Oggi a Milano i funerali di Valentina Cortese, aperta fino alle 11 la camera ardente

La camera ardente di Valentina Cortese, deceduta all’età di 96 anni dopo una lunga e brillante carriera cinematografica e teatrale, resterà aperta ancora per poco al Piccolo teatro Grassi, la sede storica del Piccolo a Milano.

I funerali si svolgeranno oggi, venerdì 12 luglio, alle 11 nella chiesa di San Marco. La camera ardente – nello stesso luogo in cui fu allestita quella di Franca Rame – resterà aperta oggi dalle 8 alle 11.

 

L’incontro della vita con Giorgio Strehler

“Con la scomparsa di Valentina Cortese lo spettacolo italiano perde l’ultima diva del cinema e del teatro” commenta Carlo Fontana, Presidente AGIS – Associazione Generale Italiana dello Spettacolo. “Una perdita ancor più dolorosa – conclude Fontana – per il sottoscritto, che ha avuto l’onore di conoscerla e frequentarla sin da giovane”.

“Dei tanti ricordi che mi legano alla Cortese – continua -, indimenticabile quello legato alla sua interpretazione nei panni di Ilse ne I giganti della montagna, uno dei suoi maggiori successi in ambito teatrale, un mondo nel quale entrò prepotentemente grazie all’incontro con Giorgio Strehler”.

 

La notizia della morte del 10 luglio

È morta a Milano Valentina Cortese. L’attrice aveva 96 anni. Originaria di Stresa, è stata una delle attrici di punta del teatro del dopo guerra e del grande cinema italiano.

Valentina era stata a lungo la compagna d’arte e di vita di Giorgio Strehler.

Il Sole 24 ore ha pubblicato un ritratto di Renato Palazzi, che tra l’altro la descrive così:

“Valentina sembra una donna fragile, eterea – diceva di lei Paolo Grassi – ma viene dalla campagna, e ha dentro di sé una forza contadina”. La descrizione si riferiva alla persona, ma in buona parte investiva anche il talento dell’attrice.
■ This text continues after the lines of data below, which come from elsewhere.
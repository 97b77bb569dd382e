//! Local SQLite database
//!
//! One file holds the settings row plus projects, lists and todos. All
//! timestamps are stored as second-precision UTC RFC 3339 strings so that
//! text comparison orders them correctly.

use std::fs;
use std::path::{Path, PathBuf};
use std::time::Duration;

use chrono::{DateTime, SecondsFormat, Utc};
use rusqlite::Connection;
use tracing::debug;

use crate::error::{Result, TuidooError};

const SCHEMA: &str = "
CREATE TABLE IF NOT EXISTS settings (
    id INTEGER PRIMARY KEY CHECK (id = 1),
    active_theme_id TEXT NOT NULL,
    updated_at TEXT NOT NULL
);

CREATE TABLE IF NOT EXISTS projects (
    id INTEGER PRIMARY KEY AUTOINCREMENT,
    name TEXT NOT NULL,
    color TEXT NOT NULL DEFAULT '',
    created_at TEXT NOT NULL,
    updated_at TEXT NOT NULL,
    deleted_at TEXT
);

CREATE TABLE IF NOT EXISTS todo_lists (
    id INTEGER PRIMARY KEY AUTOINCREMENT,
    name TEXT NOT NULL,
    color TEXT NOT NULL DEFAULT '',
    created_at TEXT NOT NULL,
    updated_at TEXT NOT NULL,
    deleted_at TEXT
);

CREATE TABLE IF NOT EXISTS todos (
    id INTEGER PRIMARY KEY AUTOINCREMENT,
    project_id INTEGER NOT NULL REFERENCES projects(id),
    list_id INTEGER REFERENCES todo_lists(id),
    name TEXT NOT NULL,
    description TEXT,
    priority INTEGER NOT NULL DEFAULT 0,
    status INTEGER NOT NULL DEFAULT 0,
    color TEXT NOT NULL DEFAULT '',
    done INTEGER NOT NULL DEFAULT 0,
    due_date TEXT,
    created_at TEXT NOT NULL,
    updated_at TEXT NOT NULL,
    deleted_at TEXT
);

CREATE INDEX IF NOT EXISTS idx_todos_project ON todos(project_id);
CREATE INDEX IF NOT EXISTS idx_todos_list ON todos(list_id);
";

/// Handle on the tuidoo database
pub struct Database {
    pub(crate) conn: Connection,
    path: Option<PathBuf>,
}

impl Database {
    /// Open (creating if needed) the database at `path`
    pub fn open(path: &Path) -> Result<Self> {
        if let Some(parent) = path.parent().filter(|p| !p.as_os_str().is_empty()) {
            fs::create_dir_all(parent)?;
        }

        let conn = Connection::open(path).map_err(|e| {
            TuidooError::Storage(format!("cannot open {}: {}", path.display(), e))
        })?;
        conn.busy_timeout(Duration::from_millis(250))?;

        let db = Self {
            conn,
            path: Some(path.to_path_buf()),
        };
        db.migrate().map_err(|e| {
            TuidooError::Storage(format!("{} is not usable: {}", path.display(), e))
        })?;
        debug!(path = %path.display(), "database ready");
        Ok(db)
    }

    /// A throwaway in-memory database
    pub fn open_in_memory() -> Result<Self> {
        let db = Self {
            conn: Connection::open_in_memory()?,
            path: None,
        };
        db.migrate()?;
        Ok(db)
    }

    fn migrate(&self) -> rusqlite::Result<()> {
        self.conn.pragma_update(None, "foreign_keys", "ON")?;
        self.conn.execute_batch(SCHEMA)
    }

    /// Location on disk, `None` for in-memory databases
    pub fn path(&self) -> Option<&Path> {
        self.path.as_deref()
    }
}

/// Format a timestamp the way every column stores it
pub(crate) fn to_db_time(at: DateTime<Utc>) -> String {
    at.to_rfc3339_opts(SecondsFormat::Secs, true)
}

pub(crate) fn now() -> String {
    to_db_time(Utc::now())
}

/// Parse a stored timestamp, reporting the column on failure
pub(crate) fn from_db_time(column: usize, raw: &str) -> rusqlite::Result<DateTime<Utc>> {
    DateTime::parse_from_rfc3339(raw)
        .map(|dt| dt.with_timezone(&Utc))
        .map_err(|e| {
            rusqlite::Error::FromSqlConversionFailure(
                column,
                rusqlite::types::Type::Text,
                Box::new(e),
            )
        })
}

#[cfg(test)]
mod tests {
    use super::*;
    use chrono::TimeZone;
    use tempfile::tempdir;

    #[test]
    fn test_open_creates_parent_and_tables() {
        let dir = tempdir().unwrap();
        let path = dir.path().join("nested").join("tuidoo.db");
        let db = Database::open(&path).unwrap();
        assert_eq!(db.path(), Some(path.as_path()));

        let tables: i64 = db
            .conn
            .query_row(
                "SELECT COUNT(*) FROM sqlite_master WHERE type = 'table' \
                 AND name IN ('settings', 'projects', 'todo_lists', 'todos')",
                [],
                |row| row.get(0),
            )
            .unwrap();
        assert_eq!(tables, 4);
    }

    #[test]
    fn test_open_fails_on_directory_path() {
        let dir = tempdir().unwrap();
        let err = Database::open(dir.path()).err().unwrap();
        assert!(matches!(err, TuidooError::Storage(_)));
    }

    #[test]
    fn test_open_fails_on_garbage_file() {
        let dir = tempdir().unwrap();
        let path = dir.path().join("tuidoo.db");
        fs::write(&path, vec![0x42u8; 4096]).unwrap();

        let err = Database::open(&path).err().unwrap();
        assert!(matches!(err, TuidooError::Storage(_)));
    }

    #[test]
    fn test_db_time_sorts_as_text() {
        let early = to_db_time(Utc.with_ymd_and_hms(2026, 1, 9, 8, 0, 0).unwrap());
        let late = to_db_time(Utc.with_ymd_and_hms(2026, 1, 10, 7, 0, 0).unwrap());
        assert_eq!(early, "2026-01-09T08:00:00Z");
        assert!(early < late);
        assert_eq!(
            from_db_time(0, &late).unwrap(),
            Utc.with_ymd_and_hms(2026, 1, 10, 7, 0, 0).unwrap()
        );
    }
}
Dietro le apparenze della signora mondana, della sofisticata frequentatrice di salotti, elegantissima sotto quei turbanti che ne ponevano in risalto la finezza dei lineamenti, c’era una professionista caparbia e sensibile, capace di scrutare nelle più intime profondità delle figure femminili che incarnava alla ribalta. La sua personalità, la sua vocazione interpretativa sembravano spingerla verso lo svolazzo decorativo, l’arabesco rococò, ma questa impressione veniva subito smentita dalla capacità di trasformare le sonorità flautate della voce negli echi di un sentimento inquieto, tormentato”.